*** Opening DATA ***
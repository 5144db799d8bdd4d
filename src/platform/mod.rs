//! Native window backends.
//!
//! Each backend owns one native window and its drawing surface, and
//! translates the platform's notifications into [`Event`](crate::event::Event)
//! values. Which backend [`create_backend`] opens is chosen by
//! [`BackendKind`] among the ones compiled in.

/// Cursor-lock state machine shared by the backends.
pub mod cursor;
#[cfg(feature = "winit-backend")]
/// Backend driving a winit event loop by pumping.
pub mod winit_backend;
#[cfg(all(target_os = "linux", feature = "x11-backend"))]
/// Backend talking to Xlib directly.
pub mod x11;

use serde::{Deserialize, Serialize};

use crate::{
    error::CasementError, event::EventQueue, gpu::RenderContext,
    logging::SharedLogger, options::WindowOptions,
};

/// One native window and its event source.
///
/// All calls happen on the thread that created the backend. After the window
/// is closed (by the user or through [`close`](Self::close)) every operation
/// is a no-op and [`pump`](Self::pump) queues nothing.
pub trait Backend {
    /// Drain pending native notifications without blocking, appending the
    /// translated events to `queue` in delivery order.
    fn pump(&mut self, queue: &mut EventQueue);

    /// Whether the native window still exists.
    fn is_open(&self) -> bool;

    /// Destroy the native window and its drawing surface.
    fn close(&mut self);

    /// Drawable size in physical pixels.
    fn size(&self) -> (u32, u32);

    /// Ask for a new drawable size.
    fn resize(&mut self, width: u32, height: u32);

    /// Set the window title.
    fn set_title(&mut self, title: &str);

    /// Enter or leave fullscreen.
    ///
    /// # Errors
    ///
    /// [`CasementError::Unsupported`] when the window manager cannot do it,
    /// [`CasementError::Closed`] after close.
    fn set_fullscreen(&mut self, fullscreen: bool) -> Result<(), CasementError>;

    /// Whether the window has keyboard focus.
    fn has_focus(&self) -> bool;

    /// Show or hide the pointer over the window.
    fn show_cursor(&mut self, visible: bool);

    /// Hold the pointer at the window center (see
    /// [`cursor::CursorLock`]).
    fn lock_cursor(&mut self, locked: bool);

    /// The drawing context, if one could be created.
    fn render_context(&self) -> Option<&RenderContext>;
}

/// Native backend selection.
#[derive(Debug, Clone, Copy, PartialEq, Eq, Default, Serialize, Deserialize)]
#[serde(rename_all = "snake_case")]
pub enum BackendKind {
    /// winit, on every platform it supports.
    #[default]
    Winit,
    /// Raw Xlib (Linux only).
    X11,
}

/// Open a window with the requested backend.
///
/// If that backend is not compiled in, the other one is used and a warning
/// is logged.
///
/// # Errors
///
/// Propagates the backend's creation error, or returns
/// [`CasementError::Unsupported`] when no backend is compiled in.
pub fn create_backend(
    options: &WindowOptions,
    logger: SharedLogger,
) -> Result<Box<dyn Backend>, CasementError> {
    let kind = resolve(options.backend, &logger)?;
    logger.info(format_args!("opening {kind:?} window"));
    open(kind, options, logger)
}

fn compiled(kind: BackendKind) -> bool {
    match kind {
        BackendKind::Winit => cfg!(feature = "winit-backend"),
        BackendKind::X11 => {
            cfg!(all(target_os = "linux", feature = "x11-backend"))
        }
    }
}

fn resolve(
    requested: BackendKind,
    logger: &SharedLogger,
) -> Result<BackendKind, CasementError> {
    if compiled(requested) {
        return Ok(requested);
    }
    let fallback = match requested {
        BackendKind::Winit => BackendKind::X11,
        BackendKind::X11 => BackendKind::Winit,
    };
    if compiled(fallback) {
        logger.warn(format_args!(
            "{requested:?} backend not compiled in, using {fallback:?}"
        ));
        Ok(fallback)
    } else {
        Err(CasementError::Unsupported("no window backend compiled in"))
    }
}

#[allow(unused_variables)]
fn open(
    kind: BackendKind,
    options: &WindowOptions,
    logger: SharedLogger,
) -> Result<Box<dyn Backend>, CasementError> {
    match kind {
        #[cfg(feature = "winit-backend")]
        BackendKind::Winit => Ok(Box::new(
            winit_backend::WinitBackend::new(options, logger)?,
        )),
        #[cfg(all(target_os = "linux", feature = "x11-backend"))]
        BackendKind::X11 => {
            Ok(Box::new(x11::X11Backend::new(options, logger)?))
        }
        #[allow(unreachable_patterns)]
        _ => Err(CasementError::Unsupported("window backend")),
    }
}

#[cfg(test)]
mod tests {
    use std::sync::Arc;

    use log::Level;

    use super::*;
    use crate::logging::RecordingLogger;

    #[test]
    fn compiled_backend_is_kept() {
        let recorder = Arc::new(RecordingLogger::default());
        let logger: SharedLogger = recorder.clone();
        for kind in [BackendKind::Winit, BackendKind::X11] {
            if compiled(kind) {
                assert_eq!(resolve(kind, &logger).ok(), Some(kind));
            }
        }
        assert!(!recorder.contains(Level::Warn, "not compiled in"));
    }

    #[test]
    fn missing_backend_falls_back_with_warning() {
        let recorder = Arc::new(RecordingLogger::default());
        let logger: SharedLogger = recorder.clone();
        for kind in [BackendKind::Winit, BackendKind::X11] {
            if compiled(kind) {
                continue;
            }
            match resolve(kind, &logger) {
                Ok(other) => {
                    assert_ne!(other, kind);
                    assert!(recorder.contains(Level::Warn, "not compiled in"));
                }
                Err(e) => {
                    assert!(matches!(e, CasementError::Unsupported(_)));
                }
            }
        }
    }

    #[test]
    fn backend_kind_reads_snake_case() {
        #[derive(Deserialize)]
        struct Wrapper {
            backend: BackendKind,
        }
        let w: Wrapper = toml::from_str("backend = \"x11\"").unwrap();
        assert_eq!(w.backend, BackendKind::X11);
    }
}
*** Closing DATA ***
EXERCISE: What you give back must be the stretch above, starting at the line with "window center (see" and ending at the line with "error, or returns", copied exactly.

RESULT OF THE TASK:
    /// Hold the pointer at the window center (see
    /// [`cursor::CursorLock`]).
    fn lock_cursor(&mut self, locked: bool);

    /// The drawing context, if one could be created.
    fn render_context(&self) -> Option<&RenderContext>;
}

/// Native backend selection.
#[derive(Debug, Clone, Copy, PartialEq, Eq, Default, Serialize, Deserialize)]
#[serde(rename_all = "snake_case")]
pub enum BackendKind {
    /// winit, on every platform it supports.
    #[default]
    Winit,
    /// Raw Xlib (Linux only).
    X11,
}

/// Open a window with the requested backend.
///
/// If that backend is not compiled in, the other one is used and a warning
/// is logged.
///
/// # Errors
///
/// Propagates the backend's creation error, or returns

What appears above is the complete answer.